站在同是女孩的立場上,思媛卻不得不同情起苓娟,她有滿心的矛盾和掙扎。
“我只是個半路冒出來的灰姑娘,而你們兩家卻認識那么久了……維強,讓我說句公道話,你其實也不必對苓娟那么冷淡呀,她是一個脆弱善良的好女孩……”

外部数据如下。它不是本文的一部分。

#![warn(clippy::all, clippy::pedantic)]

mod build;
mod entities;

use build::{build, Build};
use entities::{entities, Entities};

use clap::Parser;
use tracing_subscriber::{filter::LevelFilter, fmt, prelude::*, EnvFilter};

#[derive(Parser)]
#[clap(version = "0.1.0")]
struct Opts {
    /// Log debug output. `RUST_LOG` overrides this.
    #[clap(short, long)]
    verbose: bool,
    #[clap(subcommand)]
    subcommand: SubCommand,
}

#[derive(Parser)]
enum SubCommand {
    Entities(Entities),
    Build(Build),
}

fn main() -> anyhow::Result<()> {
    let opts = Opts::parse();

    let level = if opts.verbose {
        LevelFilter::DEBUG
    } else {
        LevelFilter::INFO
    };

    tracing_subscriber::registry()
        .with(fmt::layer().with_writer(std::io::stderr))
        .with(
            EnvFilter::try_from_default_env()
                .unwrap_or_else(|_| EnvFilter::default().add_directive(level.into())),
        )
        .init();

    match opts.subcommand {
        SubCommand::Entities(opts) => entities(&opts),
        SubCommand::Build(opts) => build(&opts),
    }
}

維強按住她的肩搖晃了幾下,一字一句說:“思、媛,你才是那個過分善良的人!我認識的好女孩也不少啊,但是你要我把她們一個一個都娶回來嗎?愛情是愛情,同情是同情,這是兩碼子事!”
思媛抬手按住額頭,感到有些茫然。
“你不要搖了,我的頭都昏了!維強,如果……如果你爸媽逼你和袁家結親,我會諒解的!”
“你在胡說什么!”
維強更加氣急敗壞,思媛則掙開他的手。
“維強,我快喘不過氣來了,而且心情亂得很,這些事我們以后再談吧!我想自己一個人到外面去透透氣,你爸媽我也見過了,我需要好好想一想,請你不要跟來!”
思媛說完便快步朝一扇側門走去,出到外面后,她深吸了一口沁涼的夜氣,然而卻無法平復翻騰的心情。

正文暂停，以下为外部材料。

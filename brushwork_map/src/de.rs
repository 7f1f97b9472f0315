use std::path::Path;

use tracing::{error, info, warn};

use crate::{
    map::{Brush, Entity, Map, WORLDSPAWN},
    parsers::{split_blocks, strip_comments, take_nested_block, tokenize, unquote},
    plane::Plane,
};

/// Parses map text. See [`Map::parse`].
#[must_use]
pub fn from_str(input: &str) -> Map {
    Map::parse(input)
}

/// Loads a map file. A missing or unreadable file results in an empty map,
/// which the caller should treat as a failed load.
pub fn load_from_file(path: impl AsRef<Path>) -> Map {
    let path = path.as_ref();
    info!("loading map file `{}`", path.display());

    match Map::read(path) {
        Ok(map) => map,
        Err(err) => {
            error!("{}", err);
            Map::default()
        }
    }
}

pub(crate) fn parse_map(input: &str) -> Map {
    let content = strip_comments(input);
    let blocks = split_blocks(&content);

    info!("found {} entities", blocks.len());

    let map = Map {
        entities: blocks.into_iter().map(parse_entity).collect(),
    };

    if let Some(worldspawn) = map.worldspawn() {
        if worldspawn.class_name != WORLDSPAWN {
            warn!(
                "first entity is `{}`, expected `{}`",
                worldspawn.class_name, WORLDSPAWN
            );
        }
        info!("worldspawn has {} brushes", worldspawn.brushes.len());
    }

    map
}

fn parse_entity(block: &str) -> Entity {
    let mut entity = Entity::default();
    let mut lines = block.lines();

    while let Some(line) = lines.next() {
        let line = line.trim();

        if let Some(rest) = line.strip_prefix('{') {
            let brush_lines = take_nested_block(rest, &mut lines);
            entity.brushes.push(parse_brush(brush_lines));
        } else if line.starts_with('"') {
            parse_property(line, &mut entity);
        }
    }

    entity
}

fn parse_property(line: &str, entity: &mut Entity) {
    let tokens = tokenize(line);

    let [key, value, ..] = tokens.as_slice() else {
        warn!("ignoring property line without a value: {}", line);
        return;
    };

    let key = unquote(key);
    let value = unquote(value).to_owned();

    if key == "classname" {
        entity.class_name = value;
    } else {
        entity.properties.insert(key.to_owned(), value);
    }
}

fn parse_brush<'a>(lines: impl IntoIterator<Item = &'a str>) -> Brush {
    let mut planes = Vec::new();

    for line in lines {
        let line = line.trim();
        if !line.starts_with('(') {
            continue;
        }

        match line.parse::<Plane>() {
            Ok(plane) => planes.push(plane),
            Err(err) => warn!("skipping invalid plane `{}`: {}", line, err),
        }
    }

    Brush { planes }
}
use std::path::Path;

use glam::{const_vec3, Vec3};
use rayon::prelude::*;
use thiserror::Error;
use tracing::{debug_span, info, warn};

use brushwork_map::{Brush, Entity, Map};

use crate::{
    aabb::Aabb, brush_builder::convert_brush, builder_utils::GeometrySettings, mesh::Mesh,
};

pub const PLAYER_START: &str = "info_player_start";

/// Used when the map has no player start.
pub const DEFAULT_SPAWN_POSITION: Vec3 = const_vec3!([0.0, 0.0, 32.0]);

#[derive(Debug, Error)]
pub enum LevelError {
    #[error("map has no entities")]
    EmptyMap,
    #[error(transparent)]
    Io(#[from] brushwork_map::Error),
}

/// A worldspawn brush mesh and the texture of the brush.
#[derive(Debug, Clone, PartialEq)]
pub struct LevelMesh {
    pub texture: String,
    pub mesh: Mesh,
}

/// The static geometry of a map, along with its entities.
#[derive(Debug, Clone)]
pub struct Level {
    map: Map,
    meshes: Vec<LevelMesh>,
}

fn build_mesh(index: usize, brush: &Brush, settings: &GeometrySettings) -> Option<LevelMesh> {
    let _span = debug_span!("brush", index).entered();

    let mesh = convert_brush(brush, settings);
    if mesh.is_empty() {
        return None;
    }

    Some(LevelMesh {
        texture: brush.texture().unwrap_or_default().to_owned(),
        mesh,
    })
}

impl Level {
    /// Converts the worldspawn brushes of a map.
    ///
    /// # Errors
    ///
    /// Returns `Err` if the map has no entities.
    pub fn build(map: Map, settings: &GeometrySettings) -> Result<Self, LevelError> {
        let worldspawn = map.worldspawn().ok_or(LevelError::EmptyMap)?;

        if !worldspawn.is_worldspawn() {
            warn!(
                "first entity is `{}`, building its brushes as the level geometry",
                worldspawn.class_name
            );
        }

        let brushes = &worldspawn.brushes;
        let meshes: Vec<_> = if settings.parallel {
            brushes
                .par_iter()
                .enumerate()
                .filter_map(|(i, brush)| build_mesh(i, brush, settings))
                .collect()
        } else {
            brushes
                .iter()
                .enumerate()
                .filter_map(|(i, brush)| build_mesh(i, brush, settings))
                .collect()
        };

        info!(
            "built {} of {} worldspawn brushes",
            meshes.len(),
            brushes.len()
        );

        Ok(Self { map, meshes })
    }

    /// Reads a map file and builds it.
    ///
    /// # Errors
    ///
    /// Returns `Err` if the file can't be read or the map has no entities.
    pub fn load(path: impl AsRef<Path>, settings: &GeometrySettings) -> Result<Self, LevelError> {
        let map = Map::read(path)?;
        Self::build(map, settings)
    }

    #[must_use]
    pub fn map(&self) -> &Map {
        &self.map
    }

    /// Meshes of the worldspawn brushes, in brush order. Brushes that failed to build are left out.
    #[must_use]
    pub fn meshes(&self) -> &[LevelMesh] {
        &self.meshes
    }

    fn player_start(&self) -> Option<&Entity> {
        self.map.find_entity_by_class(PLAYER_START)
    }

    /// Origin of the first player start.
    #[must_use]
    pub fn spawn_position(&self) -> Vec3 {
        if let Some(start) = self.player_start() {
            start.origin()
        } else {
            warn!(
                "no `{}` entity, spawning at {}",
                PLAYER_START, DEFAULT_SPAWN_POSITION
            );
            DEFAULT_SPAWN_POSITION
        }
    }

    /// Yaw of the first player start in degrees.
    #[must_use]
    pub fn spawn_angle(&self) -> f32 {
        self.player_start()
            .map_or(0.0, |start| start.float_property("angle", 0.0))
    }

    pub fn entities_by_class<'a>(
        &'a self,
        class_name: &'a str,
    ) -> impl Iterator<Item = &'a Entity> + 'a {
        self.map.find_entities_by_class(class_name)
    }

    /// Bounds of all level geometry, `None` if nothing was built.
    #[must_use]
    pub fn bounds(&self) -> Option<Aabb> {
        self.meshes
            .iter()
            .filter_map(|level_mesh| level_mesh.mesh.bounds())
            .reduce(Aabb::union)
    }
}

信步走到一片花圃前,大廳內的人聲遠了,只有茂密林樹中的蟲鳴唧唧,一輪明月高掛中天,但是她無心玩賞這花前月下美景,許多雜亂思緒糾結成一團!
她該怎么辦?這段感情來得太快,而且她已經深陷得無法自拔了,她能夠自私嗎?她能夠去傷害另一個人的心嗎?如果她自私于感情,從此和維強共相廝守,但是他的家人阻撓呢?她又該怎么辦?
神思之中,她隱約感到手臂有蚊子在咬,她懶得去理會。